*What this task involves:* Go through the records line by line from the top and repeat each one exactly, ending with the line that contains "pub fn due_back_formatted(&self)".

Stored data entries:
[Start of Attachment]

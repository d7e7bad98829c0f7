use chrono::NaiveDate;
use serde::{Deserialize, Serialize};
use serde_json::{json, Value};

use locallib_core::ServiceError;
use locallib_store::Document;

use super::{require_text, Book};
use crate::format::{date_html, date_med};

/// Loan status of a physical copy.
#[derive(Debug, Clone, Copy, PartialEq, Eq, Default)]
pub enum BookStatus {
    Available,
    #[default]
    Maintenance,
    Loaned,
    Reserved,
}

impl BookStatus {
    pub const ALL: [BookStatus; 4] = [
        BookStatus::Available,
        BookStatus::Maintenance,
        BookStatus::Loaned,
        BookStatus::Reserved,
    ];

    pub fn as_str(self) -> &'static str {
        match self {
            BookStatus::Available => "Available",
            BookStatus::Maintenance => "Maintenance",
            BookStatus::Loaned => "Loaned",
            BookStatus::Reserved => "Reserved",
        }
    }

    pub fn parse(s: &str) -> Option<Self> {
        Self::ALL.into_iter().find(|st| st.as_str() == s)
    }
}

/// A physical copy of a book.
///
/// `status` is kept as submitted so a form can be redisplayed verbatim;
/// the schema check rejects anything outside [`BookStatus`].
#[derive(Debug, Clone, Serialize, Deserialize, PartialEq)]
pub struct BookInstance {
    #[serde(default)]
    pub id: String,
    /// Book id.
    pub book: String,
    pub imprint: String,
    #[serde(default = "default_status")]
    pub status: String,
    #[serde(default, skip_serializing_if = "Option::is_none")]
    pub due_back: Option<NaiveDate>,
}

fn default_status() -> String {
    BookStatus::default().as_str().to_string()
}

impl Default for BookInstance {
    fn default() -> Self {
        Self {
            id: String::new(),
            book: String::new(),
            imprint: String::new(),
            status: default_status(),
            due_back: None,
        }
    }
}

impl BookInstance {
    pub fn url(&self) -> String {
        format!("/catalog/bookinstance/{}", self.id)
    }

    pub fn status(&self) -> Option<BookStatus> {
        BookStatus::parse(&self.status)
    }

    pub fn due_back_formatted(&self) -> String {
        date_med(self.due_back)
    }

    pub fn due_back_formatted_html(&self) -> String {
        date_html(self.due_back)
    }

    /// The copy with `book` left as an id.
    pub fn view(&self) -> Value {
        self.view_with_book(None)
    }

    /// The copy with `book` replaced by the resolved record when given.
    pub fn view_with_book(&self, book: Option<&Book>) -> Value {
        let book = match book {
            Some(b) => b.view(),
            None => Value::String(self.book.clone()),
        };
        json!({
            "id": self.id,
            "book": book,
            "imprint": self.imprint,
            "status": self.status,
            "due_back": self.due_back,
            "due_back_formatted": self.due_back_formatted(),
            "due_back_formatted_html": self.due_back_formatted_html(),
            "url": self.url(),
        })
    }
}

impl Document for BookInstance {
    fn kv_prefix() -> &'static str {
        "catalog:bookinstance:"
    }

    fn key_value(&self) -> String {
        self.id.clone()
    }

    fn assign_key(&mut self, id: &str) {
        self.id = id.to_string();
    }

    fn check(&self) -> Result<(), ServiceError> {
        require_text("BookInstance", "book", &self.book, None)?;
        require_text("BookInstance", "imprint", &self.imprint, None)?;
        if self.status().is_none() {
            return Err(ServiceError::Validation(format!(
                "BookInstance: `{}` is not a valid value for `status`",
                self.status
            )));
        }
        Ok(())
    }
}
use crate::error::KVError;

/// Byte-oriented key-value storage under every document collection.
///
/// Keys are namespaced by collection: `catalog:book:<id>`,
/// `catalog:bookinstance:<id>`, and so on.
pub trait KVStore: Send + Sync {
    /// Get the value for a key. Returns None if the key does not exist.
    fn get(&self, key: &str) -> Result<Option<Vec<u8>>, KVError>;

    /// Insert or overwrite a key.
    fn set(&self, key: &str, value: &[u8]) -> Result<(), KVError>;

    /// Delete a key. Deleting a missing key is not an error.
    fn delete(&self, key: &str) -> Result<(), KVError>;

    /// All (key, value) pairs whose key starts with `prefix`, sorted by key.
    fn scan(&self, prefix: &str) -> Result<Vec<(String, Vec<u8>)>, KVError>;
}
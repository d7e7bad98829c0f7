//! Document collections over a key-value backend.
//!
//! A record type implements [`Document`] to declare its key prefix, how
//! its id is read and assigned, and its schema check. [`Collection`]
//! provides find/create/update/delete/populate on top of any
//! `locallib_kv::KVStore`.
//!
//! ```ignore
//! impl Document for Genre {
//!     fn kv_prefix() -> &'static str { "catalog:genre:" }
//!     fn key_value(&self) -> String { self.id.clone() }
//!     fn assign_key(&mut self, id: &str) { self.id = id.to_string(); }
//! }
//! ```

pub mod collection;

pub use collection::{Collection, Document};
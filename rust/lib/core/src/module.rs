use axum::Router;

/// A business module that contributes HTTP routes.
///
/// Each module mounts its own routes under `/{name}`; the server binary
/// merges them.
pub trait Module: Send + Sync {
    /// Module name, used for logging and as the route prefix.
    fn name(&self) -> &str;

    /// Routes with state applied, already under the module's prefix.
    fn routes(&self) -> Router;
}
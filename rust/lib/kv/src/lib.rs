pub mod error;
pub mod memory;
pub mod redb;
pub mod traits;

pub use error::KVError;
pub use memory::MemoryStore;
pub use crate::redb::RedbStore;
pub use traits::KVStore;
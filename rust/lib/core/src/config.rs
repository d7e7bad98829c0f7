use std::path::PathBuf;

/// Runtime configuration for the catalog server.
///
/// The binary fills this from its command line, then hands it to storage
/// initialization.
#[derive(Debug, Clone)]
pub struct ServiceConfig {
    /// Directory holding the database file.
    pub data_dir: Option<PathBuf>,

    /// Path to the redb database file.
    /// Defaults to `{data_dir}/catalog.redb` if not specified.
    pub db_path: Option<PathBuf>,

    /// Listen address for the HTTP server.
    pub listen: String,
}

impl Default for ServiceConfig {
    fn default() -> Self {
        Self {
            data_dir: None,
            db_path: None,
            listen: "0.0.0.0:8080".to_string(),
        }
    }
}

impl ServiceConfig {
    /// Resolve the redb database path, falling back to `{data_dir}/catalog.redb`.
    pub fn resolve_db_path(&self) -> PathBuf {
        self.db_path.clone().unwrap_or_else(|| {
            self.data_dir
                .as_ref()
                .map(|d| d.join("catalog.redb"))
                .unwrap_or_else(|| PathBuf::from("catalog.redb"))
        })
    }
}
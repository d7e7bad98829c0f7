use axum::http::StatusCode;
use axum::response::{IntoResponse, Response};
use thiserror::Error;

// ── Error codes ─────────────────────────────────────────────────────
//
// Stable, machine-readable identifiers. Clients match on these,
// never on the human-readable message.

pub mod error_code {
    pub const NOT_FOUND: &str = "NOT_FOUND";
    pub const ALREADY_EXISTS: &str = "ALREADY_EXISTS";
    pub const VALIDATION_FAILED: &str = "VALIDATION_FAILED";
    pub const STORAGE_ERROR: &str = "STORAGE_ERROR";
    pub const INTERNAL: &str = "INTERNAL";
}

// ── ServiceError ────────────────────────────────────────────────────

/// Error type shared by the store and every catalog controller.
///
/// Form validation failures are not errors: controllers re-render the
/// form instead. `Validation` is reserved for records the store refuses
/// to persist (missing required field, unknown enum value, over-long
/// text).
///
/// The JSON response always carries both code and message:
///
/// ```json
/// {"code": "NOT_FOUND", "message": "Book copy not found"}
/// ```
#[derive(Error, Debug)]
pub enum ServiceError {
    /// Requested record does not exist. HTTP 404.
    #[error("{0}")]
    NotFound(String),

    /// Duplicate key. HTTP 409.
    #[error("{0}")]
    Conflict(String),

    /// Record rejected by its schema. HTTP 400.
    #[error("{0}")]
    Validation(String),

    /// Storage backend failure. HTTP 500.
    #[error("{0}")]
    Storage(String),

    /// Unexpected internal error. HTTP 500.
    #[error("{0}")]
    Internal(String),
}

impl ServiceError {
    pub fn error_code(&self) -> &'static str {
        match self {
            ServiceError::NotFound(_) => error_code::NOT_FOUND,
            ServiceError::Conflict(_) => error_code::ALREADY_EXISTS,
            ServiceError::Validation(_) => error_code::VALIDATION_FAILED,
            ServiceError::Storage(_) => error_code::STORAGE_ERROR,
            ServiceError::Internal(_) => error_code::INTERNAL,
        }
    }

    pub fn status_code(&self) -> StatusCode {
        match self {
            ServiceError::NotFound(_) => StatusCode::NOT_FOUND,
            ServiceError::Conflict(_) => StatusCode::CONFLICT,
            ServiceError::Validation(_) => StatusCode::BAD_REQUEST,
            ServiceError::Storage(_) => StatusCode::INTERNAL_SERVER_ERROR,
            ServiceError::Internal(_) => StatusCode::INTERNAL_SERVER_ERROR,
        }
    }
}

impl IntoResponse for ServiceError {
    fn into_response(self) -> Response {
        let status = self.status_code();
        let body = serde_json::json!({
            "code": self.error_code(),
            "message": self.to_string(),
        });
        (status, axum::Json(body)).into_response()
    }
}
//! `locallibd` is the local library catalog server.
//!
//! Usage:
//!   locallibd [--data-dir <dir>] [--db <file>] [--listen <addr>]

use std::path::PathBuf;
use std::sync::Arc;

use clap::Parser;
use locallib_core::{Module, ServiceConfig};
use tracing::info;

/// Local library catalog server.
#[derive(Parser, Debug)]
#[command(name = "locallibd", about = "Local library catalog server")]
struct Cli {
    /// Directory for the database file.
    #[arg(long = "data-dir", default_value = "data")]
    data_dir: PathBuf,

    /// Database file (overrides `{data-dir}/catalog.redb`).
    #[arg(long = "db")]
    db: Option<PathBuf>,

    /// Listen address.
    #[arg(long = "listen", default_value = "0.0.0.0:8080")]
    listen: String,
}

#[tokio::main]
async fn main() -> anyhow::Result<()> {
    tracing_subscriber::fmt()
        .with_env_filter(
            tracing_subscriber::EnvFilter::try_from_default_env()
                .unwrap_or_else(|_| "info".into()),
        )
        .init();

    let cli = Cli::parse();

    let config = ServiceConfig {
        data_dir: Some(cli.data_dir),
        db_path: cli.db,
        listen: cli.listen,
    };
    if let Some(dir) = &config.data_dir {
        std::fs::create_dir_all(dir)?;
    }

    let db_path = config.resolve_db_path();
    info!("Opening catalog store at {}", db_path.display());
    let kv: Arc<dyn locallib_kv::KVStore> = Arc::new(
        locallib_kv::RedbStore::open(&db_path)
            .map_err(|e| anyhow::anyhow!("failed to open KV store: {}", e))?,
    );

    let catalog = catalog::CatalogModule::new(kv);
    let app = axum::Router::new().merge(catalog.routes());
    info!("Module {} mounted at /{}", catalog.name(), catalog.name());

    let listener = tokio::net::TcpListener::bind(&config.listen).await?;
    info!("Catalog server listening on {}", config.listen);
    axum::serve(listener, app).await?;

    Ok(())
}
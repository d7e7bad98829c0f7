//! Form bodies, sanitization and field errors.

use serde::Serialize;

/// A parsed `application/x-www-form-urlencoded` body. Keeps repeated
/// keys, which checkbox groups rely on.
#[derive(Debug, Clone, Default)]
pub struct FormData {
    pairs: Vec<(String, String)>,
}

impl FormData {
    pub fn parse(body: &[u8]) -> Self {
        Self {
            pairs: url::form_urlencoded::parse(body).into_owned().collect(),
        }
    }

    /// First value submitted for `name`, if the field was sent at all.
    pub fn value(&self, name: &str) -> Option<&str> {
        self.pairs
            .iter()
            .find(|(k, _)| k == name)
            .map(|(_, v)| v.as_str())
    }

    /// First value for `name`, or an empty string if it was not sent.
    pub fn get(&self, name: &str) -> &str {
        self.value(name).unwrap_or("")
    }

    /// Every value submitted for `name`, in order.
    pub fn get_all(&self, name: &str) -> Vec<&str> {
        self.pairs
            .iter()
            .filter(|(k, _)| k == name)
            .map(|(_, v)| v.as_str())
            .collect()
    }
}

impl<K: Into<String>, V: Into<String>> FromIterator<(K, V)> for FormData {
    fn from_iter<I: IntoIterator<Item = (K, V)>>(iter: I) -> Self {
        Self {
            pairs: iter.into_iter().map(|(k, v)| (k.into(), v.into())).collect(),
        }
    }
}

/// Replace HTML-significant characters with entities.
pub fn escape(raw: &str) -> String {
    let mut out = String::with_capacity(raw.len());
    for c in raw.chars() {
        match c {
            '&' => out.push_str("&amp;"),
            '"' => out.push_str("&quot;"),
            '\'' => out.push_str("&#x27;"),
            '<' => out.push_str("&lt;"),
            '>' => out.push_str("&gt;"),
            '/' => out.push_str("&#x2F;"),
            '\\' => out.push_str("&#x5C;"),
            '`' => out.push_str("&#96;"),
            _ => out.push(c),
        }
    }
    out
}

/// ASCII letters and digits only, and at least one of them.
pub fn is_alphanumeric(s: &str) -> bool {
    !s.is_empty() && s.chars().all(|c| c.is_ascii_alphanumeric())
}

/// One failed rule on one submitted field.
#[derive(Debug, Clone, PartialEq, Serialize)]
pub struct FieldError {
    pub field: String,
    pub message: String,
    /// The value as it stood when the rule ran.
    pub value: String,
}

impl FieldError {
    pub fn new(field: &str, message: &str, value: &str) -> Self {
        Self {
            field: field.to_string(),
            message: message.to_string(),
            value: value.to_string(),
        }
    }
}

[End of Attachment]

*Exercise result:*
repository d7e7bad98829c0f7
use chrono::NaiveDate;
use serde::{Deserialize, Serialize};
use serde_json::{json, Value};

use locallib_core::ServiceError;
use locallib_store::Document;

use super::{require_text, Book};
use crate::format::{date_html, date_med};

/// Loan status of a physical copy.
#[derive(Debug, Clone, Copy, PartialEq, Eq, Default)]
pub enum BookStatus {
    Available,
    #[default]
    Maintenance,
    Loaned,
    Reserved,
}

impl BookStatus {
    pub const ALL: [BookStatus; 4] = [
        BookStatus::Available,
        BookStatus::Maintenance,
        BookStatus::Loaned,
        BookStatus::Reserved,
    ];

    pub fn as_str(self) -> &'static str {
        match self {
            BookStatus::Available => "Available",
            BookStatus::Maintenance => "Maintenance",
            BookStatus::Loaned => "Loaned",
            BookStatus::Reserved => "Reserved",
        }
    }

    pub fn parse(s: &str) -> Option<Self> {
        Self::ALL.into_iter().find(|st| st.as_str() == s)
    }
}

/// A physical copy of a book.
///
/// `status` is kept as submitted so a form can be redisplayed verbatim;
/// the schema check rejects anything outside [`BookStatus`].
#[derive(Debug, Clone, Serialize, Deserialize, PartialEq)]
pub struct BookInstance {
    #[serde(default)]
    pub id: String,
    /// Book id.
    pub book: String,
    pub imprint: String,
    #[serde(default = "default_status")]
    pub status: String,
    #[serde(default, skip_serializing_if = "Option::is_none")]
    pub due_back: Option<NaiveDate>,
}

fn default_status() -> String {
    BookStatus::default().as_str().to_string()
}

impl Default for BookInstance {
    fn default() -> Self {
        Self {
            id: String::new(),
            book: String::new(),
            imprint: String::new(),
            status: default_status(),
            due_back: None,
        }
    }
}

impl BookInstance {
    pub fn url(&self) -> String {
        format!("/catalog/bookinstance/{}", self.id)
    }

    pub fn status(&self) -> Option<BookStatus> {
        BookStatus::parse(&self.status)
    }

    pub fn due_back_formatted(&self) -> String {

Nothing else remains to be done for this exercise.